TUTUP
TUTUP
EkonomiNasional

Buruh Tolak Kenaikan UMP, Tuntut Sebesar Angka Inflasi Plus Pertumbuhan Ekonomi

Admin
28 November 2022, 8:54 PM WAT
Last Updated 2022-12-04T02:09:34Z
Presiden Partai Buruh Said Iqbal (Foto: Istimewa)

JAKARTA - Partai Buruh dan organisasi serikat buruh menanggapi kenaikan upah minimum (UMP) di beberapa provinsi. 


Beberapa di antaranya seperti Banten sebesar 6,4 persen, Yogyakarta 7,65 persen, Jawa Timur 7,85 persen, hingga DKI Jakarta 5,6 persen.


Presiden Partai Buruh Said Iqbal mengatakan pihaknya menolak nilai prosentase kenaikan upah minimum provinsi (UMP) tersebut. 


Alasannya, karena masih di bawah nilai inflansi Januari-Desember 2022 yaitu sebesar 6,5 persen ditambah pertumbuhan ekonomi Januari-Desember yang diperkirakan 5 persen. 


"Kenaikan UMP dan UMK di seluruh Indonesia seharusnya sebesar inflasi dan pertumbuhan ekonomi di masing-masing provinsi atau kabupaten/ kota di tahun berjalan. Bukan menggunakan inflansi dan pertumbuhan ekonomi tahunan atau Year on Year," ujar dia lewat keterangan tertulis pada Senin, 28 November 2022.
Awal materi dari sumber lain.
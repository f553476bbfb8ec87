//! Journal entry state machine and posting rules.

use chrono::{DateTime, Utc};
use rust_decimal::Decimal;
use serde::{Deserialize, Serialize};
use tally_shared::types::{CurrencyCode, JournalEntryId, TenantId, UserId};

use super::types::{JournalEntry, JournalStatus, NewJournalEntry};
use crate::error::{LedgerError, LedgerResult};
use crate::ledger::LedgerTransaction;

/// Totals of a journal entry at post time.
#[derive(Debug, Clone, Copy, PartialEq, Eq, Serialize, Deserialize)]
pub struct EntryTotals {
    /// Sum of debit sides.
    pub debit_total: Decimal,
    /// Sum of credit sides.
    pub credit_total: Decimal,
    /// The single currency of the entry.
    pub currency: CurrencyCode,
    /// Number of transactions.
    pub transaction_count: usize,
}

/// Service for journal entry transitions.
pub struct JournalService;

impl JournalService {
    /// Validates a creation request.
    pub fn validate_new(input: &NewJournalEntry) -> LedgerResult<()> {
        if input.description.trim().is_empty() {
            return Err(LedgerError::MissingField("description"));
        }
        Ok(())
    }

    /// Builds a draft entry.
    #[must_use]
    pub fn build(
        tenant_id: TenantId,
        input: NewJournalEntry,
        number: String,
        now: DateTime<Utc>,
    ) -> JournalEntry {
        JournalEntry {
            id: JournalEntryId::new(),
            tenant_id,
            number,
            entry_date: input.entry_date,
            description: input.description.trim().to_string(),
            status: JournalStatus::Draft,
            posted: false,
            posted_at: None,
            posted_by: None,
            cancelled_at: None,
            cancelled_by: None,
            created_by: input.created_by,
            created_at: now,
            updated_at: now,
        }
    }

    /// Fails with `EntryNotDraft` unless the entry is a draft.
    pub fn ensure_draft(entry: &JournalEntry) -> LedgerResult<()> {
        if entry.status == JournalStatus::Draft {
            Ok(())
        } else {
            Err(LedgerError::EntryNotDraft {
                id: entry.id,
                status: entry.status,
            })
        }
    }

    /// Checks that a transaction can join the entry.
    ///
    /// Returns `false` when it is already attached to this very entry.
    pub fn ensure_attachable(entry: &JournalEntry, txn: &LedgerTransaction) -> LedgerResult<bool> {
        Self::ensure_draft(entry)?;
        match txn.journal_entry_id {
            None => Ok(true),
            Some(owner) if owner == entry.id => Ok(false),
            Some(owner) => Err(LedgerError::AlreadyAttached {
                transaction: txn.id,
                entry: owner,
            }),
        }
    }

    /// Checks that a transaction can leave the entry.
    pub fn ensure_detachable(entry: &JournalEntry, txn: &LedgerTransaction) -> LedgerResult<()> {
        Self::ensure_draft(entry)?;
        if txn.journal_entry_id == Some(entry.id) {
            Ok(())
        } else {
            Err(LedgerError::NotAttached {
                transaction: txn.id,
                entry: entry.id,
            })
        }
    }

    /// Checks that the entry's transactions form a postable whole.
    ///
    /// Every transaction debits and credits the same amount, so the debit and
    /// credit totals of an entry are equal by construction.
    ///
    /// # Errors
    ///
    /// - `EmptyJournalEntry` with no transactions
    /// - `MixedCurrencies` when transactions differ in currency
    pub fn validate_postable(
        entry_id: JournalEntryId,
        transactions: &[LedgerTransaction],
    ) -> LedgerResult<EntryTotals> {
        let Some(first) = transactions.first() else {
            return Err(LedgerError::EmptyJournalEntry(entry_id));
        };
        let currency = first.currency;
        if transactions.iter().any(|t| t.currency != currency) {
            return Err(LedgerError::MixedCurrencies(entry_id));
        }

        let total: Decimal = transactions.iter().map(|t| t.amount).sum();

        Ok(EntryTotals {
            debit_total: total,
            credit_total: total,
            currency,
            transaction_count: transactions.len(),
        })
    }

    /// Returns the entry transitioned to posted.
    pub fn post(
        entry: &JournalEntry,
        actor: UserId,
        now: DateTime<Utc>,
    ) -> LedgerResult<JournalEntry> {
        Self::ensure_draft(entry)?;
        Ok(JournalEntry {
            status: JournalStatus::Posted,
            posted: true,
            posted_at: Some(now),
            posted_by: Some(actor),
            updated_at: now,
            ..entry.clone()
        })
    }

    /// Returns the entry transitioned to cancelled.
    pub fn cancel(
        entry: &JournalEntry,
        actor: UserId,
        now: DateTime<Utc>,
    ) -> LedgerResult<JournalEntry> {
        Self::ensure_draft(entry)?;
        Ok(JournalEntry {
            status: JournalStatus::Cancelled,
            cancelled_at: Some(now),
            cancelled_by: Some(actor),
            updated_at: now,
            ..entry.clone()
        })
    }
}
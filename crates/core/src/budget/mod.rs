//! Budget tracking and variance analysis.
//!
//! Budget and item amounts are caller-maintained. The budget-vs-actual report
//! reads the ledger for comparison and never writes those amounts back.

pub mod service;
pub mod types;
pub mod variance;


pub use service::BudgetService;
pub use types::{
    Budget, BudgetItem, BudgetItemPatch, BudgetPatch, BudgetStatus, BudgetVsActualLine,
    BudgetVsActualReport, NewBudget, NewBudgetItem, VarianceResult, VarianceStatus,
};
pub use variance::budget_vs_actual;
impl Tables {
    fn account(&self, tenant_id: TenantId, id: AccountId) -> Option<&Account> {
        self.accounts.get(&id).filter(|a| a.tenant_id == tenant_id)
    }

    fn transaction(&self, tenant_id: TenantId, id: TransactionId) -> Option<&LedgerTransaction> {
        self.transactions.get(&id).filter(|t| t.tenant_id == tenant_id)
    }

    fn entry(&self, tenant_id: TenantId, id: JournalEntryId) -> Option<&JournalEntry> {
        self.entries.get(&id).filter(|e| e.tenant_id == tenant_id)
    }

    fn period(&self, tenant_id: TenantId, id: FiscalPeriodId) -> Option<&FinancialPeriod> {
        self.periods.get(&id).filter(|p| p.tenant_id == tenant_id)
    }

    fn budget(&self, tenant_id: TenantId, id: BudgetId) -> Option<&Budget> {
        self.budgets.get(&id).filter(|b| b.tenant_id == tenant_id)
    }

    fn budget_item(&self, tenant_id: TenantId, id: BudgetItemId) -> Option<&BudgetItem> {
        self.budget_items.get(&id).filter(|i| i.tenant_id == tenant_id)
    }

    /// Re-checks both sides against the accounts as stored now.
    fn ensure_sides_match(&self, txn: &LedgerTransaction) -> LedgerResult<()> {
        let debit = self
            .account(txn.tenant_id, txn.debit_account_id)
            .ok_or(LedgerError::AccountNotFound(txn.debit_account_id))?;
        let credit = self
            .account(txn.tenant_id, txn.credit_account_id)
            .ok_or(LedgerError::AccountNotFound(txn.credit_account_id))?;
        TransactionValidator::validate_accounts(debit, credit, Some(txn.currency)).map(|_| ())
    }

    fn ensure_item_mutable(&self, tenant_id: TenantId, id: BudgetItemId) -> LedgerResult<()> {
        let item = self
            .budget_item(tenant_id, id)
            .ok_or(LedgerError::BudgetItemNotFound(id))?;
        let budget = self
            .budget(tenant_id, item.budget_id)
            .ok_or(LedgerError::BudgetNotFound(item.budget_id))?;
        BudgetService::ensure_open(budget)
    }

    fn code_taken(&self, account: &Account) -> bool {
        self.accounts.values().any(|a| {
            a.tenant_id == account.tenant_id && a.code == account.code && a.id != account.id
        })
    }

    fn number_taken(&self, tenant_id: TenantId, number: &str) -> bool {
        self.transactions
            .values()
            .any(|t| t.tenant_id == tenant_id && t.number == number)
            || self
                .entries
                .values()
                .any(|e| e.tenant_id == tenant_id && e.number == number)
    }

    fn references(&self, tenant_id: TenantId, id: AccountId) -> AccountReferences {
        let count = |n: usize| u64::try_from(n).unwrap_or(u64::MAX);
        AccountReferences {
            transactions: count(
                self.transactions
                    .values()
                    .filter(|t| t.tenant_id == tenant_id && t.touches(id))
                    .count(),
            ),
            budget_items: count(
                self.budget_items
                    .values()
                    .filter(|i| i.tenant_id == tenant_id && i.account_id == id)
                    .count(),
            ),
            children: count(
                self.accounts
                    .values()
                    .filter(|a| a.tenant_id == tenant_id && a.parent_id == Some(id))
                    .count(),
            ),
        }
    }

    fn tenant_periods(&self, tenant_id: TenantId) -> Vec<FinancialPeriod> {
        self.periods
            .values()
            .filter(|p| p.tenant_id == tenant_id)
            .cloned()
            .collect()
    }

    fn ensure_dates_open(&self, tenant_id: TenantId, dates: &[NaiveDate]) -> LedgerResult<()> {
        let periods = self.tenant_periods(tenant_id);
        for date in dates {
            PeriodService::ensure_date_open(&periods, *date)?;
        }
        Ok(())
    }

    /// Guards shared by transaction update and delete.
    fn ensure_transaction_mutable(
        &self,
        current: &LedgerTransaction,
        new_date: NaiveDate,
    ) -> LedgerResult<()> {
        if let Some(entry_id) = current.journal_entry_id
            && let Some(entry) = self.entries.get(&entry_id)
            && entry.status == JournalStatus::Posted
        {
            return Err(LedgerError::EntryPosted(entry_id));
        }
        self.ensure_dates_open(current.tenant_id, &[current.transaction_date, new_date])
    }

    fn entry_transactions(&self, entry_id: JournalEntryId) -> Vec<LedgerTransaction> {
        let mut txns: Vec<LedgerTransaction> = self
            .transactions
            .values()
            .filter(|t| t.journal_entry_id == Some(entry_id))
            .cloned()
            .collect();
        txns.sort_by(|a, b| a.created_at.cmp(&b.created_at).then(a.id.cmp(&b.id)));
        txns
    }

    fn movements(&self, tenant_id: TenantId, window: DateWindow) -> HashMap<AccountId, Movement> {
        aggregate_movements(
            self.transactions.values().filter(|t| t.tenant_id == tenant_id),
            window,
        )
    }
}
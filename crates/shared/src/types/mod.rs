//! Common types used across the application.

pub mod id;
pub mod money;

pub use id::*;
pub use money::{CurrencyCode, InvalidCurrencyCode, Money};
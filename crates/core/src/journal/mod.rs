//! Journal entries: groups of transactions posted as a unit.
//!
//! ```text
//! draft ──post──▶ posted
//!   │
//!   └──cancel──▶ cancelled
//! ```

mod service;
mod types;

pub use service::{EntryTotals, JournalService};
pub use types::{JournalEntry, JournalEntryWithTransactions, JournalStatus, NewJournalEntry};
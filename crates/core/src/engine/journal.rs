//! Journal entry operations.

use tally_shared::types::{JournalEntryId, TenantId, TransactionId, UserId};
use tracing::{debug, info};

use super::GeneralLedger;
use crate::error::{LedgerError, LedgerResult};
use crate::journal::{
    JournalEntry, JournalEntryWithTransactions, JournalService, JournalStatus, NewJournalEntry,
};
use crate::ledger::{NumberKind, TransactionFilter};
use crate::store::LedgerStore;

impl<S: LedgerStore> GeneralLedger<S> {
    /// Opens a draft journal entry.
    pub async fn create_journal_entry(
        &self,
        tenant_id: TenantId,
        input: NewJournalEntry,
    ) -> LedgerResult<JournalEntry> {
        JournalService::validate_new(&input)?;

        let now = Self::now();
        let entry = self
            .insert_numbered(
                tenant_id,
                NumberKind::JournalEntry,
                input.entry_date,
                |number| JournalService::build(tenant_id, input.clone(), number, now),
                |entry: JournalEntry| async move {
                    self.store.insert_journal_entry(&entry).await?;
                    Ok(entry)
                },
            )
            .await?;
        self.invalidate(tenant_id);

        info!(
            tenant_id = %tenant_id,
            entry_id = %entry.id,
            number = %entry.number,
            "Journal entry created"
        );
        Ok(entry)
    }

    /// Fetches an entry together with its transactions.
    pub async fn get_journal_entry(
        &self,
        tenant_id: TenantId,
        id: JournalEntryId,
    ) -> LedgerResult<JournalEntryWithTransactions> {
        let entry = self
            .read("get_journal_entry", || {
                self.store.get_journal_entry(tenant_id, id)
            })
            .await?
            .ok_or(LedgerError::JournalEntryNotFound(id))?;
        let filter = TransactionFilter {
            journal_entry_id: Some(id),
            ..TransactionFilter::default()
        };
        let transactions = self.list_transactions(tenant_id, &filter).await?;
        Ok(JournalEntryWithTransactions {
            entry,
            transactions,
        })
    }

    /// Lists entries, newest first, optionally by status.
    pub async fn list_journal_entries(
        &self,
        tenant_id: TenantId,
        status: Option<JournalStatus>,
    ) -> LedgerResult<Vec<JournalEntry>> {
        self.read("list_journal_entries", || {
            self.store.list_journal_entries(tenant_id, status)
        })
        .await
    }

    /// Adds a transaction to a draft entry. Re-attaching is a no-op.
    pub async fn attach_transaction(
        &self,
        tenant_id: TenantId,
        entry_id: JournalEntryId,
        transaction_id: TransactionId,
    ) -> LedgerResult<()> {
        let changed = self
            .store
            .attach_transaction(tenant_id, entry_id, transaction_id)
            .await?;
        if changed {
            self.invalidate(tenant_id);
            info!(
                tenant_id = %tenant_id,
                entry_id = %entry_id,
                transaction_id = %transaction_id,
                "Transaction attached to journal entry"
            );
        } else {
            debug!(
                entry_id = %entry_id,
                transaction_id = %transaction_id,
                "Transaction already attached"
            );
        }
        Ok(())
    }

    /// Removes a transaction from a draft entry.
    pub async fn detach_transaction(
        &self,
        tenant_id: TenantId,
        entry_id: JournalEntryId,
        transaction_id: TransactionId,
    ) -> LedgerResult<()> {
        self.store
            .detach_transaction(tenant_id, entry_id, transaction_id)
            .await?;
        self.invalidate(tenant_id);

        info!(
            tenant_id = %tenant_id,
            entry_id = %entry_id,
            transaction_id = %transaction_id,
            "Transaction detached from journal entry"
        );
        Ok(())
    }

    /// Posts a balanced draft entry. A second post fails with a conflict.
    pub async fn post_journal_entry(
        &self,
        tenant_id: TenantId,
        id: JournalEntryId,
        actor: UserId,
    ) -> LedgerResult<JournalEntry> {
        let posted = self
            .store
            .post_journal_entry(tenant_id, id, actor, Self::now())
            .await?;
        self.invalidate(tenant_id);

        info!(
            tenant_id = %tenant_id,
            entry_id = %id,
            posted_by = %actor,
            "Journal entry posted"
        );
        Ok(posted)
    }

    /// Cancels a draft entry and releases its transactions.
    pub async fn cancel_journal_entry(
        &self,
        tenant_id: TenantId,
        id: JournalEntryId,
        actor: UserId,
    ) -> LedgerResult<JournalEntry> {
        let cancelled = self
            .store
            .cancel_journal_entry(tenant_id, id, actor, Self::now())
            .await?;
        self.invalidate(tenant_id);

        info!(
            tenant_id = %tenant_id,
            entry_id = %id,
            cancelled_by = %actor,
            "Journal entry cancelled"
        );
        Ok(cancelled)
    }
}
Menurut Said Iqbal, jika menggunakan data September 2021 ke September 2022, hal itu tidak memotret dampak kenaikan bahan bakar minyak (BBM) yang mengakibatkan harga barang melambung tinggi. Kenaikan BBM terjadi pada Oktober 2022 lalu.


Selain itu, Presiden Konfederasi Serikat Pekerja Indonesia (KSPI) itu juga merespons kenaikan UMP DKI 2023 sebesar 5,6 persen. 


Menurut dia, buruh mengecam keras keputusan Pejabat Gubernur DKI yang tidak sensitif terhadap kehidupan buruh.


Said Iqbal menilai kenaikan 5,6 persen masih di bawah nilai inflansi. 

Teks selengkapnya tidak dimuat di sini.